According to Minister Cooper, agricultural must now shift from its current stage to a more advanced level that will promote human development.
Speaking Tuesday at a forum for smallholder farmers and fishers, Minister Cooper said doing so must ensure access to safe and nutritious food for all.
“The program is on track with discussion around the world on ensuring safe and notorious food,” Minister Cooper averred.
However, she believes it is equally important to address challenges against achieving such a goal.
Minister Cooper further noted that Liberia must put into place mechanism that will address future challenges of food scarcity that may come about.
She at the same time expressed delight over Liberia’s partnership with the European Union and others to ensure food security in Liberia.
During the forum, European Union Head of Delegation to Liberia, Laurent Delahousse, said by putting smallholders in the limelight, farmers, most especially women will become managers of their own processing businesses.
“They are still the main labour force in these food-related sectors in Liberia. We all know that feeding a nation is no mean feat. Many countries around the world are still depending on import of their main staple foods, and Liberia is no different,” Delahousse said.
He stated that the EU is interested in this development, because it values inclusiveness of those groups in society without financial, neither political clout, but can make a different in transforming a nation.

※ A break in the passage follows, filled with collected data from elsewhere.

#[derive(Debug, Clone, Serialize, Deserialize)]
pub struct LoggingConfig {
    /// tracing filter directive used when `RUST_LOG` is unset
    #[serde(default = "default_log_level")]
    pub level: String,

    /// "pretty" or "json"
    #[serde(default = "default_log_format")]
    pub format: String,
}

fn default_log_level() -> String {
    "info".into()
}
fn default_log_format() -> String {
    "pretty".into()
}

impl Default for LoggingConfig {
    fn default() -> Self {
        Self {
            level: default_log_level(),
            format: default_log_format(),
        }
    }
}

impl AppConfig {
    /// Load from `path` (or the default path), then apply process environment
    /// overrides:
    /// - `GROUPWARDEN_API_KEY` / `MEALIE_API_KEY`
    /// - `MEALIE_URL`
    /// - `POLLING_INTERVAL` (milliseconds)
    /// - `MEALIE_API_PER_PAGE`
    /// - `LOGGING_LEVEL` (`DEBUG` also turns on fail-fast)
    /// - `GROUPWARDEN_FAIL_FAST`
    pub fn load_with_path(path: Option<&Path>) -> Result<Self, ConfigError> {
        Self::load_with_env(path, |key| std::env::var(key).ok())
    }

    /// Like [`AppConfig::load_with_path`], reading variables through `lookup`.
    ///
    /// Validation runs once, after the overrides.
    pub fn load_with_env<F>(path: Option<&Path>, lookup: F) -> Result<Self, ConfigError>
    where
        F: Fn(&str) -> Option<String>,
    {
        let default_path = Self::config_path();
        let path = path.unwrap_or(&default_path);
        let mut config = Self::load_from(path)?;
        config.apply_env(lookup)?;
        config.validate()?;
        Ok(config)
    }

    /// Parse a specific file path. A missing file yields the defaults.
    ///
    /// The result is not validated; call [`AppConfig::validate`] once all
    /// overrides are applied.
    pub fn load_from(path: &Path) -> Result<Self, ConfigError> {
        if !path.exists() {
            return Ok(Self::default());
        }

        let content = std::fs::read_to_string(path).map_err(|e| ConfigError::ReadError {
            path: path.to_path_buf(),
            reason: e.to_string(),
        })?;

        let config: Self = toml::from_str(&content).map_err(|e| ConfigError::ParseError {
            path: path.to_path_buf(),
            reason: e.to_string(),
        })?;

        Ok(config)
    }

    /// Apply environment overrides using `lookup` to read variables.
    pub fn apply_env<F>(&mut self, lookup: F) -> Result<(), ConfigError>
    where
        F: Fn(&str) -> Option<String>,
    {
        if let Some(key) = lookup("GROUPWARDEN_API_KEY").or_else(|| lookup("MEALIE_API_KEY")) {
            self.mealie.api_key = Some(key);
        }

        if let Some(url) = lookup("MEALIE_URL") {
            self.mealie.base_url = url;
        }

        if let Some(raw) = lookup("POLLING_INTERVAL") {
            self.poll.interval_ms = parse_env("POLLING_INTERVAL", &raw)?;
        }

        if let Some(raw) = lookup("MEALIE_API_PER_PAGE") {
            self.mealie.per_page = parse_env("MEALIE_API_PER_PAGE", &raw)?;
        }

        if let Some(level) = lookup("LOGGING_LEVEL") {
            let level = match level.trim().to_lowercase().as_str() {
                "warning" => "warn".to_string(),
                "critical" | "fatal" => "error".to_string(),
                other => other.to_string(),
            };
            if level == "debug" {
                self.poll.fail_fast = true;
            }
            self.logging.level = level;
        }

        if let Some(raw) = lookup("GROUPWARDEN_FAIL_FAST") {
            self.poll.fail_fast = matches!(
                raw.to_lowercase().as_str(),
                "1" | "true" | "yes" | "on"
            );
        }

        Ok(())
    }

    /// Get the configuration directory path.
    pub fn config_dir() -> PathBuf {
        dirs_home().join(".groupwarden")
    }

    /// Get the default configuration file path.
    pub fn config_path() -> PathBuf {
        Self::config_dir().join("config.toml")
    }

    /// Validate the configuration.
    pub fn validate(&self) -> Result<(), ConfigError> {
        if self.poll.interval_ms == 0 {
            return Err(ConfigError::ValidationError(
                "poll.interval_ms must be > 0".into(),
            ));
        }

        if self.mealie.per_page == 0 {
            return Err(ConfigError::ValidationError(
                "mealie.per_page must be > 0".into(),
            ));
        }

        if !self.mealie.base_url.starts_with("http://")
            && !self.mealie.base_url.starts_with("https://")
        {
            return Err(ConfigError::ValidationError(format!(
                "mealie.base_url must start with http:// or https://, got '{}'",
                self.mealie.base_url
            )));
        }

        if self.mealie.timeout_secs == 0 {
            return Err(ConfigError::ValidationError(
                "mealie.timeout_secs must be > 0".into(),
            ));
        }

        if self.retry.max_attempts == 0 {
            return Err(ConfigError::ValidationError(
                "retry.max_attempts must be >= 1".into(),
            ));
        }

        if !matches!(self.logging.format.as_str(), "pretty" | "json") {
            return Err(ConfigError::ValidationError(format!(
                "logging.format must be \"pretty\" or \"json\", got '{}'",
                self.logging.format
            )));
        }

        Ok(())
    }

    /// The API key, or [`ConfigError::MissingCredential`] when none is set.
    pub fn require_api_key(&self) -> Result<&str, ConfigError> {
        match self.mealie.api_key.as_deref() {
            Some(key) if !key.trim().is_empty() => Ok(key),
            _ => Err(ConfigError::MissingCredential),
        }
    }

    /// Generate a default config TOML string (for `onboard` command).
    pub fn default_toml() -> String {
        let config = Self::default();
        toml::to_string_pretty(&config).unwrap_or_default()
    }
}

fn parse_env<T: std::str::FromStr>(name: &str, raw: &str) -> Result<T, ConfigError> {
    raw.trim().parse().map_err(|_| {
        ConfigError::ValidationError(format!("{name} must be a positive integer, got '{raw}'"))
    })
}

/// Get the user's home directory.
fn dirs_home() -> PathBuf {
    #[cfg(target_os = "windows")]
    {
        std::env::var("USERPROFILE")
            .map(PathBuf::from)
            .unwrap_or_else(|_| PathBuf::from("C:\\Users\\Default"))
    }
    #[cfg(not(target_os = "windows"))]
    {
        std::env::var("HOME")
            .map(PathBuf::from)
            .unwrap_or_else(|_| PathBuf::from("/tmp"))
    }
}

/// Configuration errors.
#[derive(Debug, thiserror::Error)]
pub enum ConfigError {
    #[error("Failed to read config file at {path}: {reason}")]
    ReadError { path: PathBuf, reason: String },

    #[error("Failed to parse config file at {path}: {reason}")]
    ParseError { path: PathBuf, reason: String },

    #[error("Configuration validation failed: {0}")]
    ValidationError(String),

    #[error("MEALIE_API_KEY is not set")]
    MissingCredential,
}

#[cfg(test)]
mod tests {
    use super::*;
    use std::collections::HashMap;

    fn env(pairs: &[(&str, &str)]) -> HashMap<String, String> {
        pairs
            .iter()
            .map(|(k, v)| (k.to_string(), v.to_string()))
            .collect()
    }

    #[test]
    fn default_config_is_valid() {
        let config = AppConfig::default();
        assert_eq!(config.mealie.base_url, "http://localhost:9000");
        assert_eq!(config.mealie.per_page, 100);
        assert_eq!(config.poll.interval_ms, 1000);
        assert!(!config.poll.fail_fast);
        assert_eq!(config.reconcile.isolation_check, IsolationCheck::Structural);
        assert_eq!(config.reconcile.on_user_error, UserErrorPolicy::AbortTick);
        assert!(config.validate().is_ok());
    }

    #[test]
    fn config_roundtrip_toml() {
        let config = AppConfig::default();
        let toml_str = toml::to_string_pretty(&config).unwrap();
        let parsed: AppConfig = toml::from_str(&toml_str).unwrap();
        assert_eq!(parsed.mealie.base_url, config.mealie.base_url);
        assert_eq!(parsed.poll.interval_ms, config.poll.interval_ms);
    }

    #[test]
    fn zero_interval_rejected() {
        let mut config = AppConfig::default();
        config.poll.interval_ms = 0;
        assert!(config.validate().is_err());
    }

    #[test]
    fn bad_base_url_rejected() {
        let mut config = AppConfig::default();
        config.mealie.base_url = "localhost:9000".into();
        let err = config.validate().unwrap_err();
        assert!(err.to_string().contains("base_url"));
    }

    #[test]
    fn missing_config_file_returns_defaults() {
        let result = AppConfig::load_from(Path::new("/nonexistent/config.toml"));
        let config = result.unwrap();
        assert_eq!(config.mealie.per_page, 100);
    }

    #[test]
    fn config_file_parsing() {
        let dir = tempfile::tempdir().unwrap();
        let path = dir.path().join("config.toml");
        std::fs::write(
            &path,
            r#"
[mealie]
base_url = "https://mealie.example.com"
api_key = "secret-token"
per_page = 50

[poll]
interval_ms = 30000

[reconcile]
isolation_check = "legacy_substring"
on_user_error = "continue"

[retry]
max_attempts = 3
"#,
        )
        .unwrap();

        let config = AppConfig::load_from(&path).unwrap();
        assert_eq!(config.mealie.base_url, "https://mealie.example.com");
        assert_eq!(config.require_api_key().unwrap(), "secret-token");
        assert_eq!(config.mealie.per_page, 50);
        assert_eq!(config.poll.interval(), Duration::from_secs(30));
        assert_eq!(
            config.reconcile.isolation_check,
            IsolationCheck::LegacySubstring
        );
        assert_eq!(config.reconcile.on_user_error, UserErrorPolicy::Continue);
        assert_eq!(config.retry.max_attempts, 3);
        assert_eq!(config.retry.initial_backoff_ms, 200);
    }

    #[test]
    fn invalid_toml_reports_parse_error() {
        let dir = tempfile::tempdir().unwrap();
        let path = dir.path().join("config.toml");
        std::fs::write(&path, "[poll\ninterval_ms = ").unwrap();
        let err = AppConfig::load_from(&path).unwrap_err();
        assert!(matches!(err, ConfigError::ParseError { .. }));
    }

    #[test]
    fn env_overrides_apply() {
        let vars = env(&[
            ("MEALIE_API_KEY", "from-env"),
            ("MEALIE_URL", "http://mealie:9000"),
            ("POLLING_INTERVAL", "2500"),
            ("MEALIE_API_PER_PAGE", "25"),
        ]);
        let mut config = AppConfig::default();
        config.apply_env(|k| vars.get(k).cloned()).unwrap();

        assert_eq!(config.require_api_key().unwrap(), "from-env");
        assert_eq!(config.mealie.base_url, "http://mealie:9000");
        assert_eq!(config.poll.interval_ms, 2500);
        assert_eq!(config.mealie.per_page, 25);
        assert!(!config.poll.fail_fast);
    }

    #[test]
    fn groupwarden_key_wins_over_mealie_key() {
        let vars = env(&[("GROUPWARDEN_API_KEY", "gw"), ("MEALIE_API_KEY", "mealie")]);
        let mut config = AppConfig::default();
        config.apply_env(|k| vars.get(k).cloned()).unwrap();
        assert_eq!(config.require_api_key().unwrap(), "gw");
    }

    #[test]
    fn debug_logging_level_enables_fail_fast() {
        let vars = env(&[("LOGGING_LEVEL", "DEBUG")]);
        let mut config = AppConfig::default();
        config.apply_env(|k| vars.get(k).cloned()).unwrap();
        assert_eq!(config.logging.level, "debug");
        assert!(config.poll.fail_fast);

        let vars = env(&[("LOGGING_LEVEL", "DEBUG"), ("GROUPWARDEN_FAIL_FAST", "false")]);
        let mut config = AppConfig::default();
        config.apply_env(|k| vars.get(k).cloned()).unwrap();
        assert!(!config.poll.fail_fast);
    }

    #[test]
    fn python_level_names_map_to_filter_directives() {
        for (raw, expected) in [("WARNING", "warn"), ("CRITICAL", "error"), ("Info", "info")] {
            let vars = env(&[("LOGGING_LEVEL", raw)]);
            let mut config = AppConfig::default();
            config.apply_env(|k| vars.get(k).cloned()).unwrap();
            assert_eq!(config.logging.level, expected);
            assert!(!config.poll.fail_fast);
        }
    }

    #[test]
    fn env_override_rescues_invalid_file_value() {
        let dir = tempfile::tempdir().unwrap();
        let path = dir.path().join("config.toml");
        std::fs::write(&path, "[mealie]\nper_page = 0\n").unwrap();

        let vars = env(&[("MEALIE_API_PER_PAGE", "25")]);
        let config = AppConfig::load_with_env(Some(&path), |k| vars.get(k).cloned()).unwrap();
        assert_eq!(config.mealie.per_page, 25);

        let err = AppConfig::load_with_env(Some(&path), |_| None).unwrap_err();
        assert!(matches!(err, ConfigError::ValidationError(_)));
    }

    #[test]
    fn non_numeric_interval_rejected() {
        let vars = env(&[("POLLING_INTERVAL", "soon")]);
        let mut config = AppConfig::default();
        let err = config.apply_env(|k| vars.get(k).cloned()).unwrap_err();
        assert!(err.to_string().contains("POLLING_INTERVAL"));
    }

    #[test]
    fn missing_or_blank_credential() {
        let mut config = AppConfig::default();
        assert!(matches!(
            config.require_api_key(),
            Err(ConfigError::MissingCredential)
        ));
        config.mealie.api_key = Some("  ".into());
        assert!(config.require_api_key().is_err());
    }

    #[test]
    fn debug_output_redacts_api_key() {
        let mut config = AppConfig::default();
        config.mealie.api_key = Some("super-secret".into());
        let debug = format!("{config:?}");
        assert!(!debug.contains("super-secret"));
        assert!(debug.contains("[REDACTED]"));
    }

    #[test]
    fn default_toml_generation() {
        let toml_str = AppConfig::default_toml();
        assert!(toml_str.contains("localhost:9000"));
        assert!(toml_str.contains("interval_ms"));
        assert!(!toml_str.contains("api_key"));
    }
}
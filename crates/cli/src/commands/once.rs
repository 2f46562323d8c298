//! `groupwarden once` — Run a single reconciliation pass.

use groupwarden_config::AppConfig;

pub async fn run(config: AppConfig, json: bool) -> Result<(), Box<dyn std::error::Error>> {
    let reconciler = super::build_reconciler(&config)?;
    let report = reconciler.tick().await?;

    if json {
        println!("{}", serde_json::to_string_pretty(&report)?);
        return Ok(());
    }

    println!("GroupWarden — reconciliation pass");
    println!("=================================");
    println!("  Groups seen:     {}", report.groups_seen);
    println!("  Members seen:    {}", report.members_seen);
    println!("  Already isolated: {}", report.skipped);

    if report.has_changes() {
        for group in &report.groups_created {
            println!("  + created group  {group}");
        }
        for user in &report.users_reassigned {
            println!("  → reassigned     {user}");
        }
    } else {
        println!("\n  Nothing to do, every member has a group of their own.");
    }

    Ok(())
}
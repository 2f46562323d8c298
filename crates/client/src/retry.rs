//! Bounded retry with exponential backoff for idempotent gateway calls.
//!
//! Only transient failures (network errors, 5xx) are retried. The default
//! policy makes a single attempt, so a failed call surfaces immediately and
//! the next tick becomes the retry.

use groupwarden_core::GatewayError;
use std::future::Future;
use std::time::Duration;
use tracing::warn;

#[derive(Debug, Clone, Copy, PartialEq, Eq)]
pub struct RetryPolicy {
    /// Total attempts, including the first
    pub max_attempts: u32,
    pub initial_backoff: Duration,
    pub max_backoff: Duration,
}

impl RetryPolicy {
    /// Single attempt, no backoff.
    pub fn none() -> Self {
        Self {
            max_attempts: 1,
            initial_backoff: Duration::ZERO,
            max_backoff: Duration::ZERO,
        }
    }

    pub fn new(max_attempts: u32, initial_backoff: Duration, max_backoff: Duration) -> Self {
        Self {
            max_attempts: max_attempts.max(1),
            initial_backoff,
            max_backoff,
        }
    }

    /// Backoff before attempt `attempt + 1` (attempts are 1-based).
    pub fn backoff_for(&self, attempt: u32) -> Duration {
        let factor = 2u32.saturating_pow(attempt.saturating_sub(1));
        self.initial_backoff
            .saturating_mul(factor)
            .min(self.max_backoff)
    }

    /// Run `call` until it succeeds, fails permanently, or attempts run out.
    pub async fn run<T, F, Fut>(&self, label: &str, mut call: F) -> Result<T, GatewayError>
    where
        F: FnMut() -> Fut,
        Fut: Future<Output = Result<T, GatewayError>>,
    {
        let mut attempt = 1;
        loop {
            match call().await {
                Ok(value) => return Ok(value),
                Err(e) if e.is_transient() && attempt < self.max_attempts => {
                    let delay = self.backoff_for(attempt);
                    warn!(
                        call = label,
                        attempt,
                        max_attempts = self.max_attempts,
                        delay_ms = delay.as_millis() as u64,
                        error = %e,
                        "Transient gateway failure, retrying"
                    );
                    tokio::time::sleep(delay).await;
                    attempt += 1;
                }
                Err(e) => return Err(e),
            }
        }
    }
}

impl Default for RetryPolicy {
    fn default() -> Self {
        Self::none()
    }
}

impl From<&groupwarden_config::RetryConfig> for RetryPolicy {
    fn from(config: &groupwarden_config::RetryConfig) -> Self {
        Self::new(
            config.max_attempts,
            Duration::from_millis(config.initial_backoff_ms),
            Duration::from_millis(config.max_backoff_ms),
        )
    }
}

Dehousse believes by building food system from the bottom through base approaches that seek to make the most out of local assets will create stronger and more resilient system.
He also said the EU intervention is focused on increasing productivity sustainably, improving nutrition, adding value to selected products beyond farm gate, supporting development of commercial and financially viable enterprises as well as increasing integration among other.
Meanwhile, Delahousse has committed the EU to helping Liberia increase food and nutrition security as well as the country’s potential for exporting food to the rest of the world.
For his part, the Director of Aquaculture and Inland Fisheries at the National Fisheries and Aquaculture Authority, Zizi Kpadeh said smallholder farming is important to food security, as Liberia remain challenged with feeding it’s citizens.
He said Liberia with the second largest coast in West Africa, must now begin to produce enough fish to supply its citizens.
Currently, according to him, Kpadeh added that local fishermen do not have the capacities to supply the entire population and that such initiative will greatly help.
Meanwhile, Kpadeh noted that despite this initiative, Liberia must now move from smallholder farming to a larger scale.